Lekë Zaharia Altisferi, or simply Lekë Zaharia (d. 1444), was an Albanian nobleman from the Zaharia family. Lekë ruled over the towns of Danjë and Shati in the Zadrima region of northern Albania, initially as an Ottoman vassal before later aligning himself with the Republic of Venice. In 1444, he became one of the founding members of the League of Lezhë, joining other Albanian princes under the leadership of Skanderbeg in their resistance against Ottoman expansion. Zaharia was killed later that same year in a feud with his vassal Nikollë Dukagjini, an event that sparked a wider conflict between Skanderbeg and the Republic of Venice.

== Early life ==
Lekë Zaharia was the son of Albanian nobleman Koja Zaharia, the ruler of Shati and Danjë, and his wife, Bosa Dukagjini. The Zaharia and Dukagjini noble families, whose territories shared borders, maintained close relations and would reinforce their ties through marriage alliances.

== Ruler of Danjë and Shati ==
The Ottomans eventually returned Danjë to the Zaharia family around 1436 and installed Lekë as its ruler, albeit as an Ottoman vassal. The Venetians transferred Lekë's subordination to the Ottomans onto his uncle, Tanush the Elder, who was the brother of Lekë's mother Bosa Dukagjini and a loyal ally to Venice. Tanush was therefore arrested shortly after on accusations of treason, which were ultimately related to Lekë's instalment as the ruler of Danjë under Ottoman vassalage.

Due to the elimination of their extensive autonomy, Albanian lords were forced to choose between aligning themselves with the Venetians or submitting entirely to the Ottomans.
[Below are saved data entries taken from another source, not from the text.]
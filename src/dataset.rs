//! NSL-KDD Dataset Loader

use crate::features::{AttackCategory, ConnectionRecord, LabeledRecord, FIELD_COUNT};
use crate::{DlhaError, Result};
use std::collections::BTreeMap;
use std::io::Read;
use std::path::Path;

/// Load labeled records from an NSL-KDD text file (`KDDTrain+.txt` layout)
pub fn load_nsl_kdd(path: impl AsRef<Path>) -> Result<Vec<LabeledRecord>> {
    let path = path.as_ref();
    let file = std::fs::File::open(path)
        .map_err(|e| DlhaError::Dataset(format!("{}: {}", path.display(), e)))?;
    let records = parse_nsl_kdd(file)?;
    tracing::info!("Loaded {} records from {}", records.len(), path.display());
    Ok(records)
}

/// Parse NSL-KDD rows: 41 feature columns, the raw attack name, and an
/// optional trailing difficulty level. A leading header row is skipped.
pub fn parse_nsl_kdd<R: Read>(reader: R) -> Result<Vec<LabeledRecord>> {
    let mut reader = csv::ReaderBuilder::new()
        .has_headers(false)
        .flexible(true)
        .trim(csv::Trim::All)
        .from_reader(reader);

    let mut records = Vec::new();
    for (line, result) in reader.records().enumerate() {
        let row = result.map_err(|e| DlhaError::Dataset(format!("line {}: {}", line + 1, e)))?;

        if line == 0 && row.get(0) == Some("duration") {
            continue;
        }
        if row.len() <= FIELD_COUNT {
            return Err(DlhaError::Dataset(format!(
                "line {}: expected at least {} columns, got {}",
                line + 1,
                FIELD_COUNT + 1,
                row.len()
            )));
        }

        let record = ConnectionRecord::from_columns(row.iter())?;
        let attack = row.get(FIELD_COUNT).unwrap_or_default();
        records.push(LabeledRecord::from_attack_name(record, attack));
    }

    Ok(records)
}

/// Record count per category
pub fn category_counts(records: &[LabeledRecord]) -> BTreeMap<AttackCategory, usize> {
    let mut counts = BTreeMap::new();
    for record in records {
        *counts.entry(record.label).or_insert(0) += 1;
    }
    counts
}

#[cfg(test)]
mod tests {
    use super::*;
    use crate::features::{NumericField, ProtocolType};

    const SAMPLE: &str = "\
0,tcp,ftp_data,SF,491,0,0,0,0,0,0,0,0,0,0,0,0,0,0,0,0,0,2,2,0.00,0.00,0.00,0.00,1.00,0.00,0.00,150,25,0.17,0.03,0.17,0.00,0.00,0.00,0.05,0.00,normal,20
0,tcp,private,S0,0,0,0,0,0,0,0,0,0,0,0,0,0,0,0,0,0,0,123,6,1.00,1.00,0.00,0.00,0.05,0.07,0.00,255,26,0.10,0.05,0.00,0.00,1.00,1.00,0.00,0.00,neptune,19
0,icmp,eco_i,SF,18,0,0,0,0,0,0,0,0,0,0,0,0,0,0,0,0,0,1,1,0.00,0.00,0.00,0.00,1.00,0.00,0.00,1,16,1.00,0.00,1.00,1.00,0.00,0.00,0.00,0.00,IPSWEEP,18
2,tcp,ftp,SF,12983,0,0,0,0,0,0,1,0,0,0,0,0,0,0,0,0,0,1,1,0.00,0.00,0.00,0.00,1.00,0.00,0.00,134,86,0.61,0.04,0.61,0.02,0.00,0.00,0.00,0.00,guess_passwd
";

    #[test]
    fn test_parse_rows() {
        let records = parse_nsl_kdd(SAMPLE.as_bytes()).unwrap();
        assert_eq!(records.len(), 4);

        assert_eq!(records[0].label, AttackCategory::Normal);
        assert_eq!(records[0].record.protocol_type, ProtocolType::Tcp);
        assert_eq!(records[0].record.service, "ftp_data");
        assert_eq!(records[0].record.get(NumericField::SrcBytes), Some(491.0));

        assert_eq!(records[1].label, AttackCategory::DoS);
        assert_eq!(records[2].label, AttackCategory::Probe);
        // No difficulty column on the last row
        assert_eq!(records[3].label, AttackCategory::R2L);
        assert_eq!(records[3].record.get(NumericField::LoggedIn), Some(1.0));
    }

    #[test]
    fn test_skips_header() {
        let header = crate::features::Field::schema()
            .map(|f| f.name())
            .chain(["label"])
            .collect::<Vec<_>>()
            .join(",");
        let input = format!("{}\n{}", header, SAMPLE);
        assert_eq!(parse_nsl_kdd(input.as_bytes()).unwrap().len(), 4);
    }

    #[test]
    fn test_unparseable_cell_is_missing() {
        let row = SAMPLE.lines().next().unwrap().replacen("491", "n/a", 1);
        let records = parse_nsl_kdd(row.as_bytes()).unwrap();
        assert_eq!(records[0].record.get(NumericField::SrcBytes), None);
    }

    #[test]
    fn test_short_row() {
        let result = parse_nsl_kdd("0,tcp,http,SF,10,20,normal\n".as_bytes());
        assert!(matches!(result, Err(DlhaError::Dataset(_))));
    }

    #[test]
    fn test_category_counts() {
        let records = parse_nsl_kdd(SAMPLE.as_bytes()).unwrap();
        let counts = category_counts(&records);
        assert_eq!(counts.get(&AttackCategory::Normal), Some(&1));
        assert_eq!(counts.get(&AttackCategory::U2R), None);
    }

    #[test]
    fn test_missing_file() {
        assert!(matches!(
            load_nsl_kdd("/nonexistent/KDDTrain+.txt"),
            Err(DlhaError::Dataset(_))
        ));
    }
}
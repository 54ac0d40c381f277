//! Model Store
//!
//! A bundle is persisted as one JSON document:
//!
//! ```text
//! {
//!   "format":     "dlha-model-bundle",
//!   "version":    1,
//!   "created_at": "<RFC 3339>",
//!   "checksum":   "<sha256 of parts>",
//!   "parts": { "normalizer", "reducer", "layer1", "layer2", "encoders" }
//! }
//! ```
//!
//! Writes go to a temporary file in the destination directory and are
//! renamed into place, so readers see the old bundle or the new one.

use crate::bundle::ModelBundle;
use crate::models::{CoarseDetector, FineDetector};
use crate::normalizer::{CategoryEncoders, FeatureNormalizer, ScalingState};
use crate::reducer::PcaReducer;
use crate::{DlhaError, Result};
use serde::de::DeserializeOwned;
use serde::Serialize;
use serde_json::{Map, Value};
use sha2::{Digest, Sha256};
use std::io::Write;
use std::path::Path;
use tempfile::NamedTempFile;

/// Format tag written into every bundle
pub const BUNDLE_FORMAT: &str = "dlha-model-bundle";
/// Current bundle layout version
pub const BUNDLE_VERSION: u64 = 1;
/// Part names every bundle must carry
pub const BUNDLE_PARTS: [&str; 5] = ["normalizer", "reducer", "layer1", "layer2", "encoders"];

#[derive(Serialize)]
struct PartsRef<'a> {
    normalizer: &'a ScalingState,
    reducer: &'a PcaReducer,
    layer1: &'a CoarseDetector,
    layer2: &'a FineDetector,
    encoders: &'a CategoryEncoders,
}

/// Atomic, versioned bundle persistence
pub struct ModelStore;

impl ModelStore {
    /// Write `bundle` to `destination`
    pub fn save(bundle: &ModelBundle, destination: impl AsRef<Path>) -> Result<()> {
        let destination = destination.as_ref();

        let parts = serde_json::to_value(PartsRef {
            normalizer: bundle.normalizer().scaling(),
            reducer: bundle.reducer(),
            layer1: bundle.layer1(),
            layer2: bundle.layer2(),
            encoders: bundle.normalizer().encoders(),
        })?;
        let checksum = checksum(&parts)?;

        let document = serde_json::json!({
            "format": BUNDLE_FORMAT,
            "version": BUNDLE_VERSION,
            "created_at": chrono::Utc::now().to_rfc3339(),
            "checksum": checksum,
            "parts": parts,
        });

        let dir = match destination.parent() {
            Some(parent) if !parent.as_os_str().is_empty() => parent,
            _ => Path::new("."),
        };
        std::fs::create_dir_all(dir)?;

        let mut file = NamedTempFile::new_in(dir)?;
        file.write_all(&serde_json::to_vec(&document)?)?;
        file.as_file().sync_all()?;
        file.persist(destination).map_err(|e| DlhaError::Io(e.error))?;

        tracing::info!(
            "Saved model bundle to {} (checksum {})",
            destination.display(),
            &checksum[..12]
        );
        Ok(())
    }

    /// Read and validate a bundle from `source`
    pub fn load(source: impl AsRef<Path>) -> Result<ModelBundle> {
        let source = source.as_ref();
        let bytes = std::fs::read(source)?;

        let document: Value = serde_json::from_slice(&bytes)
            .map_err(|e| corrupt(format!("malformed bundle document: {}", e)))?;

        match document.get("format").and_then(Value::as_str) {
            Some(BUNDLE_FORMAT) => {}
            other => return Err(corrupt(format!("unexpected format tag {:?}", other))),
        }
        match document.get("version").and_then(Value::as_u64) {
            Some(BUNDLE_VERSION) => {}
            other => {
                return Err(corrupt(format!(
                    "unsupported bundle version {:?} (expected {})",
                    other, BUNDLE_VERSION
                )))
            }
        }

        let parts = document
            .get("parts")
            .and_then(Value::as_object)
            .ok_or_else(|| corrupt("missing parts".into()))?;
        if let Some(missing) = BUNDLE_PARTS.iter().find(|name| !parts.contains_key(**name)) {
            return Err(corrupt(format!("missing part '{}'", missing)));
        }

        let expected = document
            .get("checksum")
            .and_then(Value::as_str)
            .ok_or_else(|| corrupt("missing checksum".into()))?;
        let actual = checksum(&Value::Object(parts.clone()))?;
        if actual != expected {
            return Err(corrupt(format!(
                "checksum mismatch (stored {}, computed {})",
                expected, actual
            )));
        }

        let normalizer = FeatureNormalizer::from_parts(part(parts, "encoders")?, part(parts, "normalizer")?)?;
        let bundle = ModelBundle::from_parts(
            normalizer,
            part(parts, "reducer")?,
            part(parts, "layer1")?,
            part(parts, "layer2")?,
        )?;

        tracing::info!(
            "Loaded model bundle from {} ({} components, layer-1 {}, layer-2 {})",
            source.display(),
            bundle.reducer().n_components(),
            fitted_label(bundle.layer1().is_fitted()),
            fitted_label(bundle.layer2().is_fitted())
        );
        Ok(bundle)
    }
}

fn corrupt(reason: String) -> DlhaError {
    DlhaError::CorruptBundle(reason)
}

fn fitted_label(fitted: bool) -> &'static str {
    if fitted {
        "fitted"
    } else {
        "unfit"
    }
}

/// SHA-256 over the canonical (key-sorted) serialization of `parts`
fn checksum(parts: &Value) -> Result<String> {
    let bytes = serde_json::to_vec(parts)?;
    Ok(hex::encode(Sha256::digest(&bytes)))
}

fn part<T: DeserializeOwned>(parts: &Map<String, Value>, name: &str) -> Result<T> {
    let value = parts
        .get(name)
        .ok_or_else(|| corrupt(format!("missing part '{}'", name)))?;
    <T as serde::Deserialize>::deserialize(value).map_err(|e| corrupt(format!("part '{}': {}", name, e)))
}

#[cfg(test)]
mod tests {
    use super::*;
    use crate::config::DetectorConfig;
    use crate::router::ArbitrationRouter;
    use crate::training::fixtures::labeled_records;
    use crate::training::Trainer;

    fn trained() -> ModelBundle {
        Trainer::new(DetectorConfig::default())
            .train(&labeled_records())
            .unwrap()
    }

    fn rewrite(path: &Path, edit: impl FnOnce(&mut Value)) {
        let mut document: Value = serde_json::from_slice(&std::fs::read(path).unwrap()).unwrap();
        edit(&mut document);
        std::fs::write(path, serde_json::to_vec(&document).unwrap()).unwrap();
    }

    #[test]
    fn test_save_and_load() {
        let dir = tempfile::tempdir().unwrap();
        let path = dir.path().join("model").join("bundle.json");
        let bundle = trained();

        ModelStore::save(&bundle, &path).unwrap();
        let restored = ModelStore::load(&path).unwrap();
        assert_eq!(restored, bundle);

        let records: Vec<_> = labeled_records().into_iter().map(|r| r.record).collect();
        let router = ArbitrationRouter::default();
        assert_eq!(
            restored.predict(&router, &records).unwrap(),
            bundle.predict(&router, &records).unwrap()
        );
    }

    #[test]
    fn test_document_layout() {
        let dir = tempfile::tempdir().unwrap();
        let path = dir.path().join("bundle.json");
        ModelStore::save(&trained(), &path).unwrap();

        let document: Value = serde_json::from_slice(&std::fs::read(&path).unwrap()).unwrap();
        assert_eq!(document["format"], BUNDLE_FORMAT);
        assert_eq!(document["version"], BUNDLE_VERSION);
        assert_eq!(document["checksum"].as_str().unwrap().len(), 64);
        for name in BUNDLE_PARTS {
            assert!(document["parts"].get(name).is_some(), "missing {}", name);
        }
    }

    #[test]
    fn test_missing_layer2_is_corrupt() {
        let dir = tempfile::tempdir().unwrap();
        let path = dir.path().join("bundle.json");
        ModelStore::save(&trained(), &path).unwrap();

        rewrite(&path, |doc| {
            doc["parts"].as_object_mut().unwrap().remove("layer2");
        });
        match ModelStore::load(&path) {
            Err(DlhaError::CorruptBundle(reason)) => assert!(reason.contains("layer2")),
            other => panic!("expected CorruptBundle, got {:?}", other.map(|_| ())),
        }
    }

    #[test]
    fn test_tampered_part_is_corrupt() {
        let dir = tempfile::tempdir().unwrap();
        let path = dir.path().join("bundle.json");
        ModelStore::save(&trained(), &path).unwrap();

        rewrite(&path, |doc| {
            doc["parts"]["layer1"] = serde_json::json!({"state": "unfit"});
        });
        assert!(matches!(ModelStore::load(&path), Err(DlhaError::CorruptBundle(_))));
    }

    #[test]
    fn test_version_and_format_mismatch() {
        let dir = tempfile::tempdir().unwrap();
        let path = dir.path().join("bundle.json");
        ModelStore::save(&trained(), &path).unwrap();

        rewrite(&path, |doc| doc["version"] = serde_json::json!(2));
        assert!(matches!(ModelStore::load(&path), Err(DlhaError::CorruptBundle(_))));

        rewrite(&path, |doc| {
            doc["version"] = serde_json::json!(BUNDLE_VERSION);
            doc["format"] = serde_json::json!("pickle");
        });
        assert!(matches!(ModelStore::load(&path), Err(DlhaError::CorruptBundle(_))));
    }

    #[test]
    fn test_malformed_document() {
        let dir = tempfile::tempdir().unwrap();
        let path = dir.path().join("bundle.json");
        std::fs::write(&path, b"{not json").unwrap();
        assert!(matches!(ModelStore::load(&path), Err(DlhaError::CorruptBundle(_))));
    }

    #[test]
    fn test_failed_save_leaves_nothing_behind() {
        let dir = tempfile::tempdir().unwrap();
        // Destination is an existing directory, so the final rename fails
        let destination = dir.path().join("occupied");
        std::fs::create_dir(&destination).unwrap();

        assert!(ModelStore::save(&trained(), &destination).is_err());
        let entries: Vec<_> = std::fs::read_dir(dir.path()).unwrap().collect();
        assert_eq!(entries.len(), 1);
        assert!(destination.is_dir());
    }

    #[test]
    fn test_missing_file_is_io_error() {
        let dir = tempfile::tempdir().unwrap();
        assert!(matches!(
            ModelStore::load(dir.path().join("absent.json")),
            Err(DlhaError::Io(_))
        ));
    }
}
As such, Lekë Zaharia chose to become a citizen of the Republic of Venice in 1442. In 1444, Lekë was one of the founders of the League of Lezhë, a union of Albanian nobles who banded together to resist the Ottomans under the leadership of Skanderbeg. Lekë joined the league alongside his vassals Pal Dukagjini and Nikollë Dukagjini. Lekë's territories consisted of the towns of Danjë, Shati, Gjadër and Dushmani.

== Death and aftermath ==
Lekë Zaharia was killed as part of a feud in the summer of 1444 by his vassal, Nikollë Dukagjini. Lekë's son, Koja II, was an infant at the time of his father's death, and so Lekë's mother Bosa became the head of the family. She sought Venetian support and surrendered her son's former holdings of Shati and Danjë to them, whilst her son's remaining territories were taken by the Dukagjini family. In return, an estate and a pension were promised to Lekë's family by the Venetians, and they were also given a number of villages as fiefs which would later be seized by Nikollë Dukagjini. The Venetians would also take over Zaharia's other towns of Gjadër and Dushmani with the agreement of Lekë's mother.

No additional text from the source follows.